| Food Composition Data: A User's Perspective (1987) |
|Systems considerations in the design of INFOODS|
The issue of stability is very important if the system is to be large and to have a long life expectancy. The problem is similar to that of advanced operating systems: the developers and their staff want things to be better, current, and as sophisticated and clever as possible; programmers want a completely stable interface (this is especially true of those amateur users who write a little code to add one small facility to the system to make it perfect for their purposes). Users also believe that they want commands and results that are predictable: what worked last year should work today in exactly the same way. On the other hand, they also want the programs, algorithms, functional capabilities, and data to reflect last month's journal article. Of course, no one but developers sees incompatibilities among these objectives.
An obvious possibility is to make a rule that a routine, once installed under a particular name, has the same behaviour forever, and that new things or versions of things must have new names. This is an easier approach to apply to a subroutine library - especially a subroutine library from which users are permitted to copy and imbed "obsolete" routines that have been replaced by newer ones with different names' - than to a major integrated collection, where such an approach requires a great deal of discipline on the part of the maintainers and tolerance on the part of the users.
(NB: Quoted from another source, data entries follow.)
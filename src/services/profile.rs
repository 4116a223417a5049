use super::{nonce, seeded_rng};
use crate::error::{AppError, AppResult};
use crate::request::HttpClient;
use crate::supabase::SupabaseClient;
use crate::supabase::query::{Order, TableQuery};
use crate::supabase::storage::{file_name_with_extension, FileUpload};
use robtor_shared::date::now_rfc3339;
use robtor_shared::{
    BUCKET_AVATARS, ChatRow, EmergencyContact, HealthMetric, LoginActivity, NotificationPrefs,
    PatientProfile, PrivacyPrefs, ProfileRecord, ProfileUpdate, Report, SubscriptionStatus,
    SubscriptionTier, TABLE_CHAT_HISTORY, TABLE_HEALTH_METRICS, TABLE_LOGIN_ACTIVITY,
    TABLE_PROFILES, TABLE_REPORTS,
};
use serde::Serialize;
use serde::de::DeserializeOwned;
use tracing::{info, warn};

/// 删除账户数据时的顺序，`profiles` 最后删除
const DELETION_ORDER: [&str; 4] = [
    TABLE_CHAT_HISTORY,
    TABLE_REPORTS,
    TABLE_HEALTH_METRICS,
    TABLE_PROFILES,
];

/// 导出的全部用户数据
#[derive(Debug, Clone, Serialize)]
pub struct DataExport {
    pub export_date: String,
    pub user_id: String,
    pub profile: Option<ProfileRecord>,
    pub health_metrics: Vec<HealthMetric>,
    pub reports: Vec<Report>,
    pub chat_history: Vec<ChatRow>,
}

impl DataExport {
    pub fn to_pretty_json(&self) -> AppResult<String> {
        serde_json::to_string_pretty(self).map_err(AppError::from)
    }

    /// 下载文件名，如 `robtor-health-data-2024-05-01.json`
    pub fn file_name(&self) -> String {
        let date = self.export_date.get(..10).unwrap_or(&self.export_date);
        format!("robtor-health-data-{}.json", date)
    }
}

pub struct ProfileService<'a, C: HttpClient> {
    client: &'a SupabaseClient<C>,
}

impl<'a, C: HttpClient> ProfileService<'a, C> {
    pub(crate) fn new(client: &'a SupabaseClient<C>) -> Self {
        Self { client }
    }

    fn own_row(&self, user_id: &str) -> TableQuery {
        TableQuery::new(TABLE_PROFILES).eq("id", user_id)
    }

    /// 当前用户的档案记录；未登录时返回 `None`
    pub async fn get_profile(&self) -> AppResult<Option<ProfileRecord>> {
        let Some(user_id) = self.client.current_user_id() else {
            return Ok(None);
        };
        let query = TableQuery::new(TABLE_PROFILES)
            .select("*")
            .eq("id", &user_id);
        self.client
            .select_one(&query)
            .await
            .map_err(|e| e.in_op("profile.get"))
    }

    /// 读取并映射为会话内的严格结构
    pub async fn load_patient_profile(&self) -> AppResult<Option<PatientProfile>> {
        Ok(self.get_profile().await?.map(PatientProfile::from))
    }

    pub async fn update_profile(&self, update: ProfileUpdate) -> AppResult<()> {
        let user_id = self.client.require_user_id("profile.update")?;
        self.client
            .update(&self.own_row(&user_id), &update)
            .await
            .map_err(|e| e.in_op("profile.update"))
    }

    /// 引导流程完成：数值解析后写回，联系人保存为单元素数组
    pub async fn save_onboarding(&self, profile: &PatientProfile) -> AppResult<()> {
        self.update_profile(ProfileUpdate::from_onboarding(profile))
            .await?;
        info!("onboarding profile saved");
        Ok(())
    }

    pub async fn save_basic_info(&self, update: ProfileUpdate) -> AppResult<()> {
        self.update_profile(update.with_updated_at(now_rfc3339()))
            .await
    }

    pub async fn save_emergency_contacts(&self, contacts: &[EmergencyContact]) -> AppResult<()> {
        let update = ProfileUpdate {
            emergency_contact: Some(contacts.to_vec()),
            ..Default::default()
        };
        self.update_profile(update.with_updated_at(now_rfc3339()))
            .await
    }

    pub async fn save_notifications(&self, prefs: &NotificationPrefs) -> AppResult<()> {
        let update = ProfileUpdate {
            notifications: Some(*prefs),
            ..Default::default()
        };
        self.update_profile(update.with_updated_at(now_rfc3339()))
            .await
    }

    /// 隐私设置（包括两步验证开关）
    pub async fn save_privacy(&self, prefs: &PrivacyPrefs) -> AppResult<()> {
        let update = ProfileUpdate {
            privacy: Some(*prefs),
            ..Default::default()
        };
        self.update_profile(update.with_updated_at(now_rfc3339()))
            .await
    }

    /// 只写入套餐字段，不涉及支付
    pub async fn upgrade_subscription(&self, tier: SubscriptionTier) -> AppResult<()> {
        let update = ProfileUpdate {
            subscription_tier: Some(tier),
            subscription_status: Some(SubscriptionStatus::Active),
            ..Default::default()
        };
        self.update_profile(update.with_updated_at(now_rfc3339()))
            .await?;
        info!(tier = tier.as_str(), "subscription upgraded");
        Ok(())
    }

    pub async fn set_avatar_url(&self, url: &str) -> AppResult<()> {
        let update = ProfileUpdate {
            avatar_url: Some(url.to_string()),
            ..Default::default()
        };
        self.update_profile(update.with_updated_at(now_rfc3339()))
            .await
    }

    /// 上传头像到公开存储桶并写回地址
    pub async fn upload_avatar(&self, file: &FileUpload) -> AppResult<String> {
        if !file.is_image() {
            return Err(AppError::invalid_input("You must select an image to upload.")
                .in_op("profile.upload_avatar"));
        }

        let path = file_name_with_extension(&nonce(&mut seeded_rng(), 16), file.extension());
        self.client
            .storage()
            .upload(BUCKET_AVATARS, &path, file)
            .await?;

        let url = self.client.storage().public_url(BUCKET_AVATARS, &path);
        self.set_avatar_url(&url).await?;
        Ok(url)
    }

    /// 导出当前用户的所有数据
    ///
    /// 单张表读取失败时以空列表代替。
    pub async fn export_data(&self) -> AppResult<DataExport> {
        let user_id = self.client.require_user_id("profile.export")?;

        let (profile, health_metrics, reports, chat_history) = futures::join!(
            self.get_profile(),
            self.rows_of(TABLE_HEALTH_METRICS, &user_id),
            self.rows_of(TABLE_REPORTS, &user_id),
            self.rows_of(TABLE_CHAT_HISTORY, &user_id),
        );

        let profile = profile.unwrap_or_else(|e| {
            warn!(error = %e, "export: profile unavailable");
            None
        });

        info!(%user_id, "user data exported");
        Ok(DataExport {
            export_date: now_rfc3339(),
            user_id,
            profile,
            health_metrics,
            reports,
            chat_history,
        })
    }

    async fn rows_of<T: DeserializeOwned>(&self, table: &str, user_id: &str) -> Vec<T> {
        let query = TableQuery::new(table).select("*").eq("user_id", user_id);
        self.client.select(&query).await.unwrap_or_else(|e| {
            warn!(table, error = %e, "export: table unavailable");
            Vec::new()
        })
    }

    /// 删除当前用户在各表中的数据
    ///
    /// 某张表删除失败时记录日志并继续，返回失败的表名。
    pub async fn delete_profile_data(&self) -> AppResult<Vec<&'static str>> {
        let user_id = self.client.require_user_id("profile.delete")?;
        let mut failed = Vec::new();

        for table in DELETION_ORDER {
            let column = if table == TABLE_PROFILES { "id" } else { "user_id" };
            let query = TableQuery::new(table).eq(column, &user_id);
            if let Err(e) = self.client.delete(&query).await {
                warn!(table, error = %e, "failed to delete user rows, continuing");
                failed.push(table);
            }
        }

        info!(%user_id, failed = failed.len(), "account data deleted");
        Ok(failed)
    }

    /// 最近 5 次登录记录；未登录时为空
    pub async fn login_activity(&self) -> AppResult<Vec<LoginActivity>> {
        let Some(user_id) = self.client.current_user_id() else {
            return Ok(Vec::new());
        };
        let query = TableQuery::new(TABLE_LOGIN_ACTIVITY)
            .select("*")
            .eq("user_id", &user_id)
            .order("created_at", Order::Desc)
            .limit(5);
        self.client
            .select(&query)
            .await
            .map_err(|e| e.in_op("profile.login_activity"))
    }
}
Unless the architectural and linkage problems have been solved exceptionally well, the accumulation of semi-obsolete codes will also cause degradation and high disk costs much sooner than if the growth of the system resulted from an extension and replacement strategy alone.
While the stress here has been on programs rather than on data, the problems with data are quite similar. The ability to reproduce an old result may require that the associated data be retained forever (or nearly so), even when it has been found to be out of data or substandard. There have been a few cases in which users have rather carefully built procedures to compensate for data inadequacies that they were aware of, only to have their procedures produce seriously incorrect answers when the original data values were replaced with "corrected" ones. There are strong arguments for being able to associate particular vintages of data with particular analyses or studies, but such requirements impose great difficulties on the system's design and its human managers. So the data and program problems are not very much different after all.